What does that mean for you. Take you time, don't rush or force it. Remove the coil on plug (COP) units to expose the upper plug. Blow out the well of dirt with a air compressor (if you have one), or a can of air (e.g. "Duster" can, Amazon). Then (with the engine cool) spray in some PB-Blaster or drip in some Kano Kroil oil onto the spark plugs into the spark plug wells. (You are taking them out, so some oil doesn't matter). Leave it to sit over night, so that the PB-Blaster or Kroil oil can seep into the threads of the plugs, which haven been in that spot (suck up burnt oil, clocking and locking the threads for 25 years).

THEN, next day socket them out with HAND tools. The whole job is pretty easy except for 3 things.
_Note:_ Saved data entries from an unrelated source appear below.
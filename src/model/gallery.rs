use serde::Serialize;

use crate::model::photo_album::Album;

/// One user's album listing. The albums carry their declared `size` but no
/// photos.
#[derive(Debug, Clone, Default, PartialEq, Serialize)]
pub struct Gallery {
    pub id: String,
    pub user: Option<String>,
    pub author: Option<String>,
    pub albums: Vec<Album>,
}
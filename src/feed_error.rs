use thiserror::Error;

use crate::config::ConfigError;
use crate::feed_parser::ParseError;
use crate::model::FeedShape;

pub type FeedResult<T> = Result<T, FeedError>;

#[derive(Debug, Error)]
pub enum FeedError {
    #[error("feed {url} answered with HTTP {status}")]
    RemoteFetch { url: String, status: u16 },

    #[error("HTTP error: {0}")]
    Http(#[from] reqwest::Error),

    #[error("malformed feed: {0}")]
    Parse(#[from] ParseError),

    #[error("feed {url} did not resolve to a {expected}")]
    UnexpectedEntity { url: String, expected: FeedShape },

    #[error("gallery lists no albums")]
    EmptyGallery,

    #[error("parse worker failed: {0}")]
    Worker(String),

    #[error(transparent)]
    Config(#[from] ConfigError),
}

impl From<tokio::task::JoinError> for FeedError {
    fn from(err: tokio::task::JoinError) -> Self {
        FeedError::Worker(err.to_string())
    }
}
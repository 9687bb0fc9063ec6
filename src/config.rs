use std::fs;
use std::path::{Path, PathBuf};
use std::str::FromStr;

use serde::Deserialize;
use thiserror::Error;

pub const DEFAULT_BASE_URL: &str = "http://picasaweb.google.com/data/feed/api";
pub const DEFAULT_PAGE_SIZE: usize = 500;

#[derive(Debug, Error)]
pub enum ConfigError {
    #[error("can not read config {path:?}: {source}")]
    Read {
        path: PathBuf,
        #[source]
        source: std::io::Error,
    },

    #[error("invalid config: {0}")]
    Invalid(#[from] toml::de::Error),

    #[error("page_size must be positive")]
    ZeroPageSize,
}

/// Process-wide settings, loaded once at startup and handed to
/// [`GalleryClient::new`](crate::gallery_client::GalleryClient::new).
///
/// ```toml
/// default_user = "someone"
/// analytics = "UA-0000"
/// ```
#[derive(Debug, Clone, Deserialize)]
pub struct GalleryConfig {
    pub default_user: String,
    #[serde(default)]
    pub analytics: Option<String>,
    #[serde(default = "default_base_url")]
    pub base_url: String,
    #[serde(default = "default_page_size")]
    pub page_size: usize,
}

fn default_base_url() -> String {
    DEFAULT_BASE_URL.to_owned()
}

fn default_page_size() -> usize {
    DEFAULT_PAGE_SIZE
}

impl GalleryConfig {
    pub fn new(default_user: impl Into<String>) -> Self {
        GalleryConfig {
            default_user: default_user.into(),
            analytics: None,
            base_url: default_base_url(),
            page_size: DEFAULT_PAGE_SIZE,
        }
    }

    pub fn load(path: impl AsRef<Path>) -> Result<Self, ConfigError> {
        let path = path.as_ref();
        let raw = fs::read_to_string(path).map_err(|source| ConfigError::Read {
            path: path.to_path_buf(),
            source,
        })?;
        raw.parse()
    }
}

impl FromStr for GalleryConfig {
    type Err = ConfigError;

    fn from_str(s: &str) -> Result<Self, Self::Err> {
        let mut config: GalleryConfig = toml::from_str(s)?;
        if config.page_size == 0 {
            return Err(ConfigError::ZeroPageSize);
        }
        config.base_url = config.base_url.trim_end_matches('/').to_owned();
        Ok(config)
    }
}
The hold-down bolt on one of the COP (I think its cylinder #6, 3rd one back (from the front) on the drivers side) that bolt is hard to get at because of the fuel rail. (I have bought a 7mm socket&u-joint in one combined piece) from Amazon (I believe Tekton sells them) that makes that job a lot easier. (Worth the $10-20 dollars for the one socket in terms of time and aggravation.) The other two things are the clearance on the rear two plugs (the #4, and #8) is difficult. You usually need to move vacuum and wiring about to get in there, and its hard to get the angle.

But otherwise, the job is pretty straight forward. Doing the overnight sit with PBBlaster/Kroil, will save your aluminum threads when you try to ratchet out the plugs. If you do NOT do that, you have tendency to rip the dirty, crusted up "stuck" plugs in head, and tear the aliminum head threads. So, just lub it overnight, and let it suck up some creeping oil into the threads over night and no problems.
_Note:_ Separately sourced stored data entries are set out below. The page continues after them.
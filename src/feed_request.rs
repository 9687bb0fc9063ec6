use std::collections::BTreeSet;
use std::fmt;

use crate::utils::{is_all_digits, url_encode};

pub const GALLERY_FIELDS: &str =
    "id,updated,gphoto:*,entry(title,summary,updated,content,category,gphoto:*,media:*,georss:*)";
pub const ALBUM_FIELDS: &str = "id,updated,title,subtitle,icon,gphoto:*,georss:where(gml:Point),\
entry(title,summary,content,author,category,gphoto:id,gphoto:photoid,gphoto:width,gphoto:height,\
gphoto:commentCount,gphoto:timestamp,exif:*,media:*,georss:where(gml:Point))";

const GALLERY_THUMBSIZE: &str = "212c";
const PHOTO_THUMBSIZE: &str = "144c";
const ALBUM_IMGMAX: u32 = 1600;
const SEARCH_IMGMAX: u32 = 1024;

/// Entry types a feed may be filtered to. Declaration order is render order.
#[derive(Debug, Clone, Copy, PartialEq, Eq, PartialOrd, Ord, Hash)]
pub enum EntryKind {
    Album,
    Photo,
    Comment,
}

impl EntryKind {
    fn as_str(&self) -> &'static str {
        match self {
            EntryKind::Album => "album",
            EntryKind::Photo => "photo",
            EntryKind::Comment => "comment",
        }
    }
}

/// How an album is addressed: by numeric id or by its URL name.
#[derive(Debug, Clone, PartialEq, Eq, Hash)]
pub enum AlbumSelector {
    Id(String),
    Name(String),
}

impl AlbumSelector {
    pub fn parse(selector: &str) -> Self {
        if is_all_digits(selector) {
            AlbumSelector::Id(selector.to_owned())
        } else {
            AlbumSelector::Name(selector.to_owned())
        }
    }
}

impl fmt::Display for AlbumSelector {
    fn fmt(&self, f: &mut fmt::Formatter<'_>) -> fmt::Result {
        match self {
            AlbumSelector::Id(id) => write!(f, "{}", id),
            AlbumSelector::Name(name) => write!(f, "{}", name),
        }
    }
}

#[derive(Debug, Clone, PartialEq, Eq, Hash, Default)]
pub enum FeedPath {
    #[default]
    User,
    Album(AlbumSelector),
}

impl FeedPath {
    fn render(&self) -> String {
        match self {
            FeedPath::User => String::new(),
            FeedPath::Album(AlbumSelector::Id(id)) => format!("/albumid/{}", id),
            FeedPath::Album(AlbumSelector::Name(name)) => format!("/album/{}", url_encode(name)),
        }
    }
}

#[derive(Debug, Clone, PartialEq, Eq, Default)]
pub struct FeedRequest {
    path: FeedPath,
    kinds: BTreeSet<EntryKind>,
    query: Option<String>,
    imgmax: Option<u32>,
    thumbsize: Option<String>,
    max_results: Option<usize>,
    start_index: Option<usize>,
    by: Option<String>,
    fields: Option<String>,
}

impl FeedRequest {
    pub fn new(path: FeedPath) -> Self {
        FeedRequest { path, ..FeedRequest::default() }
    }

    /// The album listing of a user.
    pub fn gallery() -> Self {
        FeedRequest::new(FeedPath::User)
            .kind(EntryKind::Album)
            .thumbsize(GALLERY_THUMBSIZE)
            .fields(GALLERY_FIELDS)
    }

    /// First page of an album; later pages add [`FeedRequest::start_index`].
    pub fn album(selector: AlbumSelector, page_size: usize) -> Self {
        FeedRequest::new(FeedPath::Album(selector))
            .kind(EntryKind::Photo)
            .kind(EntryKind::Comment)
            .imgmax(ALBUM_IMGMAX)
            .thumbsize(PHOTO_THUMBSIZE)
            .max_results(page_size)
            .fields(ALBUM_FIELDS)
    }

    /// Photo search across the user's albums. Single page.
    pub fn search(query: &str) -> Self {
        FeedRequest::new(FeedPath::User)
            .kind(EntryKind::Photo)
            .query(query)
            .imgmax(SEARCH_IMGMAX)
            .thumbsize(PHOTO_THUMBSIZE)
    }

    pub fn kind(mut self, kind: EntryKind) -> Self {
        self.kinds.insert(kind);
        self
    }

    pub fn query(mut self, query: impl Into<String>) -> Self {
        self.query = Some(query.into());
        self
    }

    pub fn imgmax(mut self, imgmax: u32) -> Self {
        self.imgmax = Some(imgmax);
        self
    }

    pub fn thumbsize(mut self, thumbsize: impl Into<String>) -> Self {
        self.thumbsize = Some(thumbsize.into());
        self
    }

    pub fn max_results(mut self, max_results: usize) -> Self {
        self.max_results = Some(max_results);
        self
    }

    /// 1-based offset of the first entry to return.
    pub fn start_index(mut self, start_index: usize) -> Self {
        self.start_index = Some(start_index);
        self
    }

    pub fn by(mut self, user: impl Into<String>) -> Self {
        self.by = Some(user.into());
        self
    }

    pub fn fields(mut self, fields: impl Into<String>) -> Self {
        self.fields = Some(fields.into());
        self
    }

    /// Renders the query string without the leading `?`.
    ///
    /// Order: `kind, q, imgmax, thumbsize, max-results, start-index, by, fields`.
    /// `kind` and `fields` are sent verbatim; the projection syntax relies on
    /// `(`, `*` and `:` reaching the server unescaped.
    pub fn render_query(&self) -> String {
        let mut params: Vec<String> = Vec::new();

        if !self.kinds.is_empty() {
            let kinds: Vec<&str> = self.kinds.iter().map(EntryKind::as_str).collect();
            params.push(format!("kind={}", kinds.join(",")));
        }
        if let Some(query) = &self.query {
            params.push(format!("q={}", url_encode(query)));
        }
        if let Some(imgmax) = self.imgmax {
            params.push(format!("imgmax={}", imgmax));
        }
        if let Some(thumbsize) = &self.thumbsize {
            params.push(format!("thumbsize={}", url_encode(thumbsize)));
        }
        if let Some(max_results) = self.max_results {
            params.push(format!("max-results={}", max_results));
        }
        if let Some(start_index) = self.start_index {
            params.push(format!("start-index={}", start_index));
        }
        if let Some(by) = &self.by {
            params.push(format!("by={}", url_encode(by)));
        }
        if let Some(fields) = &self.fields {
            params.push(format!("fields={}", fields));
        }

        params.join("&")
    }
}

/// Where feeds of one user live: `<base>/user/<user><path>?<query>[&authkey=<key>]`.
#[derive(Debug, Clone, PartialEq, Eq)]
pub struct FeedEndpoint {
    base_url: String,
    user: String,
    auth_key: Option<String>,
}

impl FeedEndpoint {
    pub fn new(base_url: impl Into<String>, user: impl Into<String>, auth_key: Option<String>) -> Self {
        let base_url: String = base_url.into();
        FeedEndpoint {
            base_url: base_url.trim_end_matches('/').to_owned(),
            user: user.into(),
            auth_key,
        }
    }

    pub fn user(&self) -> &str {
        &self.user
    }

    pub fn base_url(&self) -> &str {
        &self.base_url
    }

    pub fn url(&self, request: &FeedRequest) -> String {
        let mut url = format!("{}/user/{}{}", self.base_url, url_encode(&self.user), request.path.render());

        let query = request.render_query();
        if !query.is_empty() {
            url.push('?');
            url.push_str(&query);
        }
        if let Some(key) = &self.auth_key {
            url.push(if query.is_empty() { '?' } else { '&' });
            url.push_str("authkey=");
            url.push_str(key);
        }
        url
    }
}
Depending on your budget, this is the time to replace your COP (coils) as well. I REALLY recommend getting the real FORD 5.4L COP Motorcraft coils, even though compared to after-market, they cost a fortune. (RockAuto, or Amazon are cheapest). The after-market coils all work great, for 10K miles, and then, its all over the place. Some keep working to 25K, and others not. In comparison, the Motorcraft coils will reliably give you 100K of service. So assuming you only ever want to do this relatively easy job once, spend the extra money, but it is a big price difference. After-market (Around $50-80 for 8 coils) and Motorcraft (Around $280-320 for 8 coils). So that is an extra approximately $200, but while many an after-market part is good, coils are not one of them. You definitely get what you pay for on this part. The only exception I would make is the Denso 6736000 COP, which is about 1/2 the price of the Motorcraft, but seem to work as well as the original.

On the plugs, get the Motorcraft as well. The engine computer likes them better. Here the price savings from after market to Motorcraft is not all that much.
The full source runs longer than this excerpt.